In Search of the Sacred Book: Religion and the Contemporary Latin American Novel
by Aníbal Gonzalez
University of Pittsburgh Press, 2018 Paper: 978-0-8229-6504-6 | eISBN: 978-0-8229-8302-6 Library of Congress Classification PQ7552.N7G66 2018 Dewey Decimal Classification 863.009382
ABOUT THIS BOOK | AUTHOR BIOGRAPHY | REVIEWS | TOC | REQUEST ACCESSIBLE FILE
ABOUT THIS BOOK
In Search of the Sacred Book studies the artistic incorporation of religious concepts such as prophecy, eternity, and the afterlife in the contemporary Latin American novel. It departs from sociopolitical readings by noting the continued relevance of religion in Latin American life and culture, despite modernity’s powerful secularizing influence. Analyzing Jorge Luis Borges’s secularized “narrative theology” in his essays and short stories, the book follows the development of the Latin American novel from the early twentieth century until today by examining the attempts of major novelists, from María Luisa Bombal, Alejo Carpentier, and Juan Rulfo, to Julio Cortázar, Gabriel García Márquez, and José Lezama Lima, to “sacralize” the novel by incorporating traits present in the sacred texts of many religions. It concludes with a view of the “desacralization” of the novel by more recent authors, from Elena Poniatowska and Fernando Vallejo to Roberto Bolaño.
AUTHOR BIOGRAPHY
Anibal Gonzalez is professor of modern Latin American literature in the department of Spanish and Portuguese at Yale University. He is the author of numerous books and several translations. His recent publications include Love and Politics in the Contemporary Spanish American Novel and a critical edition of Redentores by Manuel Zeno Gandia. Gonzalez is the founder and general editor of the Bucknell Studies in Latin American Literature and Theory Series at Bucknell University Press, and former general editor of the Cambridge Studies in Latin American and Iberian Literature Series of Cambridge University Press.
REVIEWS
“We have read the Latin American novel as reconfigurations of history, ethnological recoveries, and political interventions, but we neglected to look at the powerful undercurrents of belief, faith, and epiphanic vision that are a true dimension of their inner creativity. González and his book of revelations discover that poetic knowledge has shaped their storytelling with epiphanies and transfiguration. Nothing of the human experience was estranged to these fictions, not even religion.”

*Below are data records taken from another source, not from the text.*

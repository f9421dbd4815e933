//! Shared query parameter types for API handlers.

use serde::Deserialize;

/// `?month=&q=` for the month schedule.
#[derive(Debug, Deserialize)]
pub struct MonthParams {
    pub month: i32,
    pub q: Option<String>,
}

/// `?q=` for reads that support live search.
#[derive(Debug, Default, Deserialize)]
pub struct SearchParams {
    pub q: Option<String>,
}
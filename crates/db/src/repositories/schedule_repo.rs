//! Read-side assembly of the schedule: categories with their events, and
//! each event with its links and photos.
//!
//! Every read costs four queries regardless of size; rows are grouped in
//! memory keeping the order the queries return.

use std::collections::HashMap;

use eventplan_core::types::DbId;
use sqlx::PgPool;

use crate::models::category::{Category, CategoryWithEvents};
use crate::models::event::{Event, EventWithRelations};
use crate::repositories::{CategoryRepo, EventRepo, LinkRepo, PhotoRepo};

/// Assembles nested schedule views.
pub struct ScheduleRepo;

impl ScheduleRepo {
    /// Categories of one month with their events.
    pub async fn month(pool: &PgPool, month: i32) -> Result<Vec<CategoryWithEvents>, sqlx::Error> {
        let categories = CategoryRepo::list_by_month(pool, month).await?;
        Self::assemble(pool, categories).await
    }

    /// Every category of the year, ordered by month then `sort_order`.
    pub async fn all(pool: &PgPool) -> Result<Vec<CategoryWithEvents>, sqlx::Error> {
        let categories = CategoryRepo::list_all(pool).await?;
        Self::assemble(pool, categories).await
    }

    /// One event with its links and photos.
    pub async fn event(pool: &PgPool, id: DbId) -> Result<Option<EventWithRelations>, sqlx::Error> {
        let Some(event) = EventRepo::find_by_id(pool, id).await? else {
            return Ok(None);
        };
        let mut related = Self::attach(pool, vec![event]).await?;
        Ok(related.pop())
    }

    /// Attach links and photos to a list of events, keeping their order.
    pub async fn attach(
        pool: &PgPool,
        events: Vec<Event>,
    ) -> Result<Vec<EventWithRelations>, sqlx::Error> {
        let ids: Vec<DbId> = events.iter().map(|e| e.id).collect();

        let mut links = HashMap::<DbId, Vec<_>>::new();
        for link in LinkRepo::list_by_event_ids(pool, &ids).await? {
            links.entry(link.event_id).or_default().push(link);
        }
        let mut photos = HashMap::<DbId, Vec<_>>::new();
        for photo in PhotoRepo::list_by_event_ids(pool, &ids).await? {
            photos.entry(photo.event_id).or_default().push(photo);
        }

        Ok(events
            .into_iter()
            .map(|event| EventWithRelations {
                links: links.remove(&event.id).unwrap_or_default(),
                photos: photos.remove(&event.id).unwrap_or_default(),
                event,
            })
            .collect())
    }

    async fn assemble(
        pool: &PgPool,
        categories: Vec<Category>,
    ) -> Result<Vec<CategoryWithEvents>, sqlx::Error> {
        if categories.is_empty() {
            return Ok(Vec::new());
        }

        let category_ids: Vec<DbId> = categories.iter().map(|c| c.id).collect();
        let events = EventRepo::list_by_category_ids(pool, &category_ids).await?;
        let events = Self::attach(pool, events).await?;

        let mut by_category = HashMap::<DbId, Vec<EventWithRelations>>::new();
        for event in events {
            by_category
                .entry(event.event.category_id)
                .or_default()
                .push(event);
        }

        Ok(categories
            .into_iter()
            .map(|category| {
                let events = by_category.remove(&category.id).unwrap_or_default();
                CategoryWithEvents::new(category, events)
            })
            .collect())
    }
}
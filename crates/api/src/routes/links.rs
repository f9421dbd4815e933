//! Route definitions for the `/links` resource.

use axum::routing::delete;
use axum::Router;

use crate::handlers::links;
use crate::state::AppState;

/// Routes mounted at `/links`.
///
/// ```text
/// DELETE /{id}  -> delete_link
/// ```
pub fn router() -> Router<AppState> {
    Router::new().route("/{id}", delete(links::delete_link))
}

—Julio Ortega, Brown University
“González, one of his generation’s most accomplished scholars of Spanish American literature, offers a remarkable, erudite, and imaginative rereading of the region’s modern fiction, with the compelling argument that, culminating with the Boom, the novel aspired to a reader experience comparable to effects generated by what many cultures regard as ‘sacred texts,’ only to critique and dismantle these aspirations in the late twentieth century and new millennium.”
—Vicky Unruh, University of Kansas
"Gonzalez's framing of Latin American narrative covers significant ground."
—Choice
TABLE OF CONTENTS
Contents
Prologue
Introduction. A Literary Trinity: The Novel, the Sacred, and the Nation
1. Prophetic Discourse in the Naturalist Novel: Federico Gamboa and Manuel Zeno Gandía
2. The Other Theologian: Jorge Luis Borges and “the Death of the Novel”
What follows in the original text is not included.